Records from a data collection
◇ ◇ ◇ ◇ ◇

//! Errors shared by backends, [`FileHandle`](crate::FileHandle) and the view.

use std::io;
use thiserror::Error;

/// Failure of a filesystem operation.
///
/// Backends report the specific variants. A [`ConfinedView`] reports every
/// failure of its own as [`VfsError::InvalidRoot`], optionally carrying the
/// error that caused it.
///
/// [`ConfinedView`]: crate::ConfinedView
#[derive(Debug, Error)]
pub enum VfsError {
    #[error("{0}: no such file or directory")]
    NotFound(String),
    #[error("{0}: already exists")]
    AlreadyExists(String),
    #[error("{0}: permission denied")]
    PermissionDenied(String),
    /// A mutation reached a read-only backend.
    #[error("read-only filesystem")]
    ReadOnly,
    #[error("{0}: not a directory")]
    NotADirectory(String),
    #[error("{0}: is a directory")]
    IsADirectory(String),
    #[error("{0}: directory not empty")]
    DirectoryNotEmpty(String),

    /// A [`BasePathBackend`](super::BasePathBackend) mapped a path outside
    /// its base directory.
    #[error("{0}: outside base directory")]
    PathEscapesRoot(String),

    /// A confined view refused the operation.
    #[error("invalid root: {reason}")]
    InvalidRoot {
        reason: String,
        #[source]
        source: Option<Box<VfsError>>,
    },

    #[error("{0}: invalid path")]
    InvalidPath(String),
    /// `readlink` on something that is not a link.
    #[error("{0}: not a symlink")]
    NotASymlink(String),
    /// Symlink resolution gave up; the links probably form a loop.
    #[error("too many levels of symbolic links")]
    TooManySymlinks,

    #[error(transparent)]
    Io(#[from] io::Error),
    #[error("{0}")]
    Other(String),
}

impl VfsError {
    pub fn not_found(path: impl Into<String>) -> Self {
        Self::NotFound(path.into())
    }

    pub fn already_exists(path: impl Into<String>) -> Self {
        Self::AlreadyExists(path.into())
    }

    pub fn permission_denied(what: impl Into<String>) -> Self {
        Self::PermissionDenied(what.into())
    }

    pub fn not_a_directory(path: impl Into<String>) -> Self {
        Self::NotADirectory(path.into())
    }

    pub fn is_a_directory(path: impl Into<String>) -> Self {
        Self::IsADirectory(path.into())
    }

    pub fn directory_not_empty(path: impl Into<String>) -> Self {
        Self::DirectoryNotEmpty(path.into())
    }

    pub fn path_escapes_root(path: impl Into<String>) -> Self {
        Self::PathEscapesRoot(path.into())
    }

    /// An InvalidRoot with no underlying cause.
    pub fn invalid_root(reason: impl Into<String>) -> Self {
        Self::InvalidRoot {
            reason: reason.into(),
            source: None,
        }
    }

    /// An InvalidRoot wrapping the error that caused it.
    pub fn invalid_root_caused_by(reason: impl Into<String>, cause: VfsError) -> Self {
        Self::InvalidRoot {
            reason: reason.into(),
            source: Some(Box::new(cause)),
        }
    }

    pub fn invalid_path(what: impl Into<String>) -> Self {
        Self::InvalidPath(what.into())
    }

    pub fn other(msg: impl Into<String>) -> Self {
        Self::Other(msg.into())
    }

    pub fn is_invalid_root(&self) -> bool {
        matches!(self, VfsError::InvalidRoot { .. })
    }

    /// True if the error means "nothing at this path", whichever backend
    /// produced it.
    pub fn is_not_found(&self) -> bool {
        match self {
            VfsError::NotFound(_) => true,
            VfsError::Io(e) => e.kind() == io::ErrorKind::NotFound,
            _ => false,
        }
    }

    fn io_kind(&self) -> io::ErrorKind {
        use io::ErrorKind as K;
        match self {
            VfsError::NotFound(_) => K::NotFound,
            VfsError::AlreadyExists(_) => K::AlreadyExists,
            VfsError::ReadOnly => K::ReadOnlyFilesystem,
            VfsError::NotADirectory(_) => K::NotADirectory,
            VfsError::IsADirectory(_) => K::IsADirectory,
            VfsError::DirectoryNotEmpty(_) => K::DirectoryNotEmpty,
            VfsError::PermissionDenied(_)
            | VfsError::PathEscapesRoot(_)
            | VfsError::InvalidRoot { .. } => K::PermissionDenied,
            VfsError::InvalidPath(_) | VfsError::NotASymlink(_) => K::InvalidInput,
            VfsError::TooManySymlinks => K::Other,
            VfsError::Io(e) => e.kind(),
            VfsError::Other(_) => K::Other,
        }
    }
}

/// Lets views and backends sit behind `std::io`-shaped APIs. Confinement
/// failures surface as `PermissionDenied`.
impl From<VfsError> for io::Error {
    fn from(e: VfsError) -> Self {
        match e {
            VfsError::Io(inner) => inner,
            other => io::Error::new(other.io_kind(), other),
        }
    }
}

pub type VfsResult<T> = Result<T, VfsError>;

◇ ◇ ◇ ◇ ◇

WHAT NEEDS TO BE DONE: Within the records above, each line containing "IsADirectory" is to be returned.

FINISHED EXERCISE:
    IsADirectory(String),
        Self::IsADirectory(path.into())
            VfsError::IsADirectory(_) => K::IsADirectory,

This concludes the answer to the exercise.